Source data:

◇ ◇ ◇ ◇ ◇ ◇ ◇

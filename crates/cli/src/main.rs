//! queuectl - command-line front end for the job queue.

use clap::{Parser, Subcommand};
use std::path::PathBuf;
use tracing_subscriber::EnvFilter;

mod commands;

#[derive(Parser)]
#[command(name = "queuectl")]
#[command(about = "Durable shell job queue", long_about = None)]
struct Cli {
    /// SQLite database file holding the job tables
    #[arg(long, env = "QUEUECTL_DB", default_value = "jobs.db")]
    db: PathBuf,

    /// Table namespace inside the database
    #[arg(long, env = "QUEUECTL_NAMESPACE", default_value = "queuectl")]
    namespace: String,

    /// JSON config file with max_retries and backoff_base
    #[arg(long, env = "QUEUECTL_CONFIG", default_value = "config.json")]
    config: PathBuf,

    #[command(subcommand)]
    command: Commands,
}

#[derive(Subcommand)]
enum Commands {
    /// Enqueue a job, e.g. '{"command": "sleep 2", "max_retries": 3}'
    Enqueue {
        /// Job description as JSON
        job_json: String,
    },
    /// Manage workers
    Worker {
        #[command(subcommand)]
        command: WorkerCommands,
    },
    /// Show job counts per state
    Status,
    /// List jobs
    List {
        /// Only show jobs in this state
        #[arg(long)]
        state: Option<String>,
    },
    /// Inspect and retry dead jobs
    Dlq {
        #[command(subcommand)]
        command: DlqCommands,
    },
    /// Read or change the queue configuration
    Config {
        #[command(subcommand)]
        command: ConfigCommands,
    },
}

#[derive(Subcommand)]
enum WorkerCommands {
    /// Run workers until Ctrl+C
    Start {
        /// Number of workers to start
        #[arg(long, default_value = "1")]
        count: usize,
        /// Requeue jobs left processing for this many seconds by a previous run
        #[arg(long, default_value = "60")]
        stale_after: u64,
    },
}

#[derive(Subcommand)]
enum DlqCommands {
    /// List dead jobs
    List,
    /// Move a dead job back to pending
    Retry {
        /// Job ID
        job_id: String,
    },
}

#[derive(Subcommand)]
enum ConfigCommands {
    /// Set a config value
    Set { key: String, value: String },
    /// Print a config value
    Get { key: String },
    /// Print the whole config
    Show,
}

#[tokio::main]
async fn main() -> anyhow::Result<()> {
    tracing_subscriber::fmt()
        .with_env_filter(
            EnvFilter::try_from_default_env().unwrap_or_else(|_| EnvFilter::new("info")),
        )
        .with_target(false)
        .with_writer(std::io::stderr)
        .init();

    let cli = Cli::parse();
    let store = commands::Store {
        db: cli.db,
        namespace: cli.namespace,
        config: cli.config,
    };

    match cli.command {
        Commands::Enqueue { job_json } => {
            commands::enqueue(&store, &job_json).await?;
        }
        Commands::Worker { command } => match command {
            WorkerCommands::Start { count, stale_after } => {
                commands::worker::start(&store, count, stale_after).await?;
            }
        },
        Commands::Status => {
            commands::status(&store).await?;
        }
        Commands::List { state } => {
            commands::list(&store, state.as_deref()).await?;
        }
        Commands::Dlq { command } => match command {
            DlqCommands::List => {
                commands::dlq::list(&store).await?;
            }
            DlqCommands::Retry { job_id } => {
                commands::dlq::retry(&store, &job_id).await?;
            }
        },
        Commands::Config { command } => match command {
            ConfigCommands::Set { key, value } => {
                commands::config::set(&store, &key, &value)?;
            }
            ConfigCommands::Get { key } => {
                commands::config::get(&store, &key)?;
            }
            ConfigCommands::Show => {
                commands::config::show(&store)?;
            }
        },
    }

    Ok(())
}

◇ ◇ ◇ ◇ ◇ ◇ ◇

> **What is expected**
All lines of the records above that contain the word "main" are to be copied out.

> **Response to the task**
filename crates/cli/src/main.rs
#[tokio::main]
async fn main() -> anyhow::Result<()> {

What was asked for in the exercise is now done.